Yes, to the first. Each thread enters the enclave using the same eid. To answer the second questions, the “PowerTransition” sample included with the SDK makes use of threads.

 

0 Kudos
Juan_d_Intel
Employee
1,665 Views

Matthias, I'm not sure I understand your comment that OpenMP and Clik+ implicit thread won't work.

Can you elaborate more? As long as you can replace some form of computation in a multithreaded application with a function call (ECALL), your OpenMP/Cilk+/TBB SGX application should work. The compiler/thread library is pretty much oblivious to the fact the application is ECALLing into an enclave.

0 Kudos
Matthias_H_Intel
Employee
1,665 Views

more explicit threads, yes.
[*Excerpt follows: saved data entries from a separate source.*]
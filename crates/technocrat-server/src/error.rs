use axum::http::StatusCode;
use axum::response::{IntoResponse, Response};
use technocrat_core::template::TemplateError;
use technocrat_core::TechnocratError;
use thiserror::Error;

pub const PARSE_ERROR: i32 = -32700;
pub const INVALID_REQUEST: i32 = -32600;
pub const METHOD_NOT_FOUND: i32 = -32601;
pub const INVALID_PARAMS: i32 = -32602;
pub const INTERNAL_ERROR: i32 = -32603;

// ---------------------------------------------------------------------------
// McpError
// ---------------------------------------------------------------------------

/// Failure of one MCP operation, shared by the JSON-RPC and HTTP surfaces.
#[derive(Debug, Error)]
pub enum McpError {
    #[error("method not found: {0}")]
    MethodNotFound(String),

    #[error("{kind} not found: {name}")]
    NotFound { kind: &'static str, name: String },

    #[error("invalid params: {0}")]
    InvalidParams(String),

    #[error(transparent)]
    Template(#[from] TemplateError),

    #[error("{0}")]
    Internal(String),
}

impl McpError {
    pub fn not_found(kind: &'static str, name: impl Into<String>) -> Self {
        Self::NotFound {
            kind,
            name: name.into(),
        }
    }

    pub fn invalid_params(msg: impl Into<String>) -> Self {
        Self::InvalidParams(msg.into())
    }

    /// JSON-RPC error code. Template failures are internal errors carrying
    /// the hinted message.
    pub fn code(&self) -> i32 {
        match self {
            McpError::MethodNotFound(_) | McpError::NotFound { .. } => METHOD_NOT_FOUND,
            McpError::InvalidParams(_) => INVALID_PARAMS,
            McpError::Template(_) | McpError::Internal(_) => INTERNAL_ERROR,
        }
    }

    pub fn status(&self) -> StatusCode {
        match self {
            McpError::MethodNotFound(_) | McpError::NotFound { .. } => StatusCode::NOT_FOUND,
            McpError::InvalidParams(_) | McpError::Template(_) => StatusCode::BAD_REQUEST,
            McpError::Internal(_) => StatusCode::INTERNAL_SERVER_ERROR,
        }
    }
}

impl From<TechnocratError> for McpError {
    fn from(err: TechnocratError) -> Self {
        match err {
            TechnocratError::Template(e) => McpError::Template(e),
            TechnocratError::CommandNotFound(name) => McpError::not_found("prompt", name),
            TechnocratError::FeatureNotFound(name) => McpError::not_found("feature", name),
            TechnocratError::DocumentNotFound(name) => McpError::not_found("document", name),
            TechnocratError::AssetMissing(name) => McpError::not_found("resource", name),
            e @ (TechnocratError::InvalidDocumentName(_)
            | TechnocratError::InvalidFeatureName(_)
            | TechnocratError::UnknownAgent(..)) => McpError::InvalidParams(e.to_string()),
            other => McpError::Internal(other.to_string()),
        }
    }
}

// ---------------------------------------------------------------------------
// AppError
// ---------------------------------------------------------------------------

/// Error type for HTTP handlers. Rendered as `{ "error": message }`.
#[derive(Debug)]
pub struct AppError(pub anyhow::Error);

impl AppError {
    pub fn bad_request(msg: impl Into<String>) -> Self {
        Self(McpError::InvalidParams(msg.into()).into())
    }
}

impl IntoResponse for AppError {
    fn into_response(self) -> Response {
        let status = if let Some(e) = self.0.downcast_ref::<McpError>() {
            e.status()
        } else if let Some(e) = self.0.downcast_ref::<TechnocratError>() {
            match e {
                TechnocratError::Template(_)
                | TechnocratError::InvalidDocumentName(_)
                | TechnocratError::InvalidFeatureName(_)
                | TechnocratError::UnknownAgent(..)
                | TechnocratError::NotInitialized => StatusCode::BAD_REQUEST,
                TechnocratError::FeatureNotFound(_)
                | TechnocratError::DocumentNotFound(_)
                | TechnocratError::CommandNotFound(_)
                | TechnocratError::AssetMissing(_) => StatusCode::NOT_FOUND,
                TechnocratError::FeatureExists(_) => StatusCode::CONFLICT,
                TechnocratError::Git(_)
                | TechnocratError::Io(_)
                | TechnocratError::Yaml(_)
                | TechnocratError::Json(_) => StatusCode::INTERNAL_SERVER_ERROR,
            }
        } else {
            StatusCode::INTERNAL_SERVER_ERROR
        };

        let body = serde_json::json!({ "error": self.0.to_string() });
        (status, axum::Json(body)).into_response()
    }
}

impl<E> From<E> for AppError
where
    E: Into<anyhow::Error>,
{
    fn from(err: E) -> Self {
        Self(err.into())
    }
}

#[cfg(test)]
mod tests {
    use super::*;

    #[test]
    fn json_rpc_codes() {
        assert_eq!(McpError::MethodNotFound("x".into()).code(), -32601);
        assert_eq!(McpError::not_found("prompt", "x").code(), -32601);
        assert_eq!(McpError::invalid_params("x").code(), -32602);
        assert_eq!(McpError::Internal("x".into()).code(), -32603);
    }

    #[test]
    fn core_errors_convert() {
        let e: McpError = TechnocratError::CommandNotFound("deploy".into()).into();
        assert_eq!(e.to_string(), "prompt not found: deploy");
        let e: McpError = TechnocratError::InvalidDocumentName("../x".into()).into();
        assert_eq!(e.code(), INVALID_PARAMS);
        let e: McpError = TechnocratError::Io(std::io::Error::other("disk")).into();
        assert_eq!(e.code(), INTERNAL_ERROR);
    }

    #[test]
    fn not_found_maps_to_404() {
        let response = AppError(McpError::not_found("tool", "nope").into()).into_response();
        assert_eq!(response.status(), StatusCode::NOT_FOUND);
    }

    #[test]
    fn invalid_params_maps_to_400() {
        let response = AppError::bad_request("missing name").into_response();
        assert_eq!(response.status(), StatusCode::BAD_REQUEST);
    }

    #[test]
    fn core_feature_exists_maps_to_409() {
        let response =
            AppError(TechnocratError::FeatureExists("001-a".into()).into()).into_response();
        assert_eq!(response.status(), StatusCode::CONFLICT);
    }

    #[test]
    fn other_errors_map_to_500() {
        let response = AppError(anyhow::anyhow!("boom")).into_response();
        assert_eq!(response.status(), StatusCode::INTERNAL_SERVER_ERROR);
    }
}
use crate::protocol;
use crate::server::McpServer;
use std::io::{BufRead, Write};

/// Serve JSON-RPC over stdin/stdout until stdin closes.
pub fn run(server: &McpServer) -> anyhow::Result<()> {
    let stdin = std::io::stdin();
    let stdout = std::io::stdout();
    tracing::info!(start_dir = %server.start_dir().display(), "mcp stdio server started");
    serve(server, stdin.lock(), stdout.lock())?;
    tracing::info!("stdin closed, mcp stdio server exiting");
    Ok(())
}

/// One request per line in, one response line out, strictly in order.
/// A line that is not valid UTF-8 gets a parse error reply and the loop
/// moves on to the next line.
pub fn serve<R: BufRead, W: Write>(
    server: &McpServer,
    mut input: R,
    mut output: W,
) -> anyhow::Result<()> {
    let mut buf = Vec::new();
    loop {
        buf.clear();
        if input.read_until(b'\n', &mut buf)? == 0 {
            break;
        }
        let response = match std::str::from_utf8(&buf) {
            Ok(line) if line.trim().is_empty() => continue,
            Ok(line) => protocol::handle_message(server, line.trim_end()),
            Err(e) => {
                tracing::warn!(error = %e, "non utf-8 line on stdin");
                Some(protocol::parse_error(e))
            }
        };
        if let Some(response) = response {
            serde_json::to_writer(&mut output, &response)?;
            writeln!(output)?;
            output.flush()?;
        }
    }
    Ok(())
}
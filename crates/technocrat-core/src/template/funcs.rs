//! Function library registered on every template.
//!
//! gtmpl functions are plain `fn` pointers, so the feature readers cannot
//! capture their directory. It is bound per thread for the length of a
//! render instead (see [`bind_feature_dir`]).

use crate::io;
use crate::paths;
use chrono::format::{Item, StrftimeItems};
use chrono::Utc;
use gtmpl::{Func, FuncError, Value};
use std::cell::RefCell;
use std::collections::BTreeMap;
use std::path::PathBuf;

/// Functions gtmpl provides on every template.
const GO_BUILTINS: [&str; 18] = [
    "and", "call", "eq", "ge", "gt", "html", "index", "js", "le", "len", "lt", "ne", "not", "or",
    "print", "printf", "println", "urlquery",
];

thread_local! {
    static FEATURE_DIR: RefCell<Option<PathBuf>> = const { RefCell::new(None) };
}

/// Named functions a template may call, plus the feature directory the
/// reader functions resolve against. Names are kept sorted so hint messages
/// list them deterministically.
#[derive(Clone, Default)]
pub struct FuncMap {
    funcs: BTreeMap<&'static str, Func>,
    feature_dir: Option<PathBuf>,
}

impl FuncMap {
    pub fn new() -> Self {
        Self::default()
    }

    pub fn insert(&mut self, name: &'static str, f: Func) {
        self.funcs.insert(name, f);
    }

    pub fn contains(&self, name: &str) -> bool {
        self.funcs.contains_key(name) || GO_BUILTINS.contains(&name)
    }

    /// Every callable name, registered and builtin, sorted.
    pub fn names(&self) -> Vec<&str> {
        let mut names: Vec<&str> = self.funcs.keys().copied().chain(GO_BUILTINS).collect();
        names.sort_unstable();
        names.dedup();
        names
    }

    pub fn feature_dir(&self) -> Option<&PathBuf> {
        self.feature_dir.as_ref()
    }

    /// `upper`, `lower`, `title`, `trim` and `now`.
    pub fn builtin() -> Self {
        let mut m = Self::new();
        m.insert("upper", upper);
        m.insert("lower", lower);
        m.insert("title", title);
        m.insert("trim", trim);
        m.insert("now", now);
        m
    }

    /// The builtins plus `readSpec`, `readPlan`, `readTasks` and `readFile`,
    /// bound to one feature directory. Empty `root` or `feature` makes every
    /// reader return the empty string.
    pub fn with_feature_readers(root: &str, feature: &str) -> Self {
        let mut m = Self::builtin();
        m.insert("readSpec", read_spec);
        m.insert("readPlan", read_plan);
        m.insert("readTasks", read_tasks);
        m.insert("readFile", read_file);
        if !root.is_empty() && !feature.is_empty() {
            m.feature_dir = Some(paths::feature_dir(&PathBuf::from(root), feature));
        }
        m
    }

    pub(super) fn register(&self, tmpl: &mut gtmpl::Template) {
        for (name, f) in &self.funcs {
            tmpl.add_func(name, *f);
        }
    }
}

/// Restores the previously bound feature directory on drop.
pub(super) struct FeatureDirGuard {
    previous: Option<PathBuf>,
}

impl Drop for FeatureDirGuard {
    fn drop(&mut self) {
        let previous = self.previous.take();
        FEATURE_DIR.with(|dir| {
            dir.replace(previous);
        });
    }
}

/// Make `dir` visible to the reader functions on this thread until the
/// returned guard is dropped.
pub(super) fn bind_feature_dir(dir: Option<PathBuf>) -> FeatureDirGuard {
    let previous = FEATURE_DIR.with(|d| d.replace(dir));
    FeatureDirGuard { previous }
}

fn read_document(document: &str) -> String {
    FEATURE_DIR
        .with(|dir| {
            dir.borrow()
                .as_ref()
                .and_then(|d| io::read_optional(&d.join(document)))
        })
        .unwrap_or_default()
}

/// Text form of an argument. Nil and missing values read as empty.
fn text(v: &Value) -> String {
    match v {
        Value::String(s) => s.clone(),
        Value::Nil | Value::NoValue => String::new(),
        other => other.to_string(),
    }
}

fn arity(name: &str, want: usize, args: &[Value]) -> Result<(), FuncError> {
    if args.len() == want {
        Ok(())
    } else {
        Err(FuncError::Generic(format!(
            "wrong number of args for {name}: want {want} got {}",
            args.len()
        )))
    }
}

fn string_arg(name: &str, args: &[Value]) -> Result<String, FuncError> {
    arity(name, 1, args)?;
    Ok(text(&args[0]))
}

fn upper(args: &[Value]) -> Result<Value, FuncError> {
    Ok(Value::String(string_arg("upper", args)?.to_uppercase()))
}

fn lower(args: &[Value]) -> Result<Value, FuncError> {
    Ok(Value::String(string_arg("lower", args)?.to_lowercase()))
}

fn title(args: &[Value]) -> Result<Value, FuncError> {
    Ok(Value::String(title_case(&string_arg("title", args)?)))
}

fn trim(args: &[Value]) -> Result<Value, FuncError> {
    Ok(Value::String(string_arg("trim", args)?.trim().to_string()))
}

fn now(args: &[Value]) -> Result<Value, FuncError> {
    let ts = Utc::now();
    match args {
        [] => Ok(Value::String(ts.to_rfc3339())),
        [fmt] => {
            let fmt = text(fmt);
            if StrftimeItems::new(&fmt).any(|item| matches!(item, Item::Error)) {
                return Err(FuncError::Generic(format!("invalid time format {fmt:?}")));
            }
            Ok(Value::String(ts.format(&fmt).to_string()))
        }
        _ => Err(FuncError::Generic(format!(
            "wrong number of args for now: want 0-1 got {}",
            args.len()
        ))),
    }
}

fn read_spec(args: &[Value]) -> Result<Value, FuncError> {
    arity("readSpec", 0, args)?;
    Ok(Value::String(read_document(paths::SPEC_MD)))
}

fn read_plan(args: &[Value]) -> Result<Value, FuncError> {
    arity("readPlan", 0, args)?;
    Ok(Value::String(read_document(paths::PLAN_MD)))
}

fn read_tasks(args: &[Value]) -> Result<Value, FuncError> {
    arity("readTasks", 0, args)?;
    Ok(Value::String(read_document(paths::TASKS_MD)))
}

fn read_file(args: &[Value]) -> Result<Value, FuncError> {
    let name = string_arg("readFile", args)?;
    if !paths::is_plain_file_name(&name) {
        return Ok(Value::String(String::new()));
    }
    Ok(Value::String(read_document(&name)))
}

/// Capitalise the first letter of every whitespace-separated word.
pub fn title_case(s: &str) -> String {
    let mut out = String::with_capacity(s.len());
    let mut at_word_start = true;
    for c in s.chars() {
        if c.is_whitespace() {
            at_word_start = true;
            out.push(c);
        } else if at_word_start {
            out.extend(c.to_uppercase());
            at_word_start = false;
        } else {
            out.push(c);
        }
    }
    out
}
But something like

#pragma omp parallel for
for (size_t i =0; i<n; ++i) do some work (no ecalls but e.g. mathematical functions);

which are typical usecases I wouldn'T know how to easily transfer 

0 Kudos
Juan_d_Intel
Employee
1,665 Views

You may replace "do some work", i.e. the actual calls to mathematical functions with an ECALL, do_some_work(). Then implement this trusted function inside the enclave, which will be what you originally had in "do_some_work". Of course, you would need to marshal the data before or during the ECALL.

0 Kudos
Matthias_H_Intel
Employee
1,665 Views

and that would quite hit the performance.